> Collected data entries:
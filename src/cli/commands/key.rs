//! Key command - print the cache key a step would get

use crate::cache::{StepRequest, DEFAULT_KEY_LENGTH};
use crate::cli::args::KeyArgs;
use crate::error::KilnResult;
use serde_json::Value;

/// Execute the key command
pub async fn execute(args: KeyArgs) -> KilnResult<()> {
    let length = args.length.unwrap_or(DEFAULT_KEY_LENGTH);
    let image = args.image.clone();
    println!("{}", step_request(args).key(&image, length));
    Ok(())
}

/// Extra values are read as JSON when they parse, otherwise as strings
fn extra_value(raw: String) -> Value {
    serde_json::from_str(&raw).unwrap_or(Value::String(raw))
}

fn step_request(args: KeyArgs) -> StepRequest {
    let mut step = StepRequest::new(args.command);
    for (k, v) in args.env {
        step = step.env(k, v);
    }
    for (k, v) in args.extra {
        step = step.extra(k, extra_value(v));
    }
    step
}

> TASK ITEM: Exact copies of the lines from the one holding "let mut step" to the end of the entries are all that should be written.

> SOLUTION TO THE PROBLEM:
    let mut step = StepRequest::new(args.command);
    for (k, v) in args.env {
        step = step.env(k, v);
    }
    for (k, v) in args.extra {
        step = step.extra(k, extra_value(v));
    }
    step
}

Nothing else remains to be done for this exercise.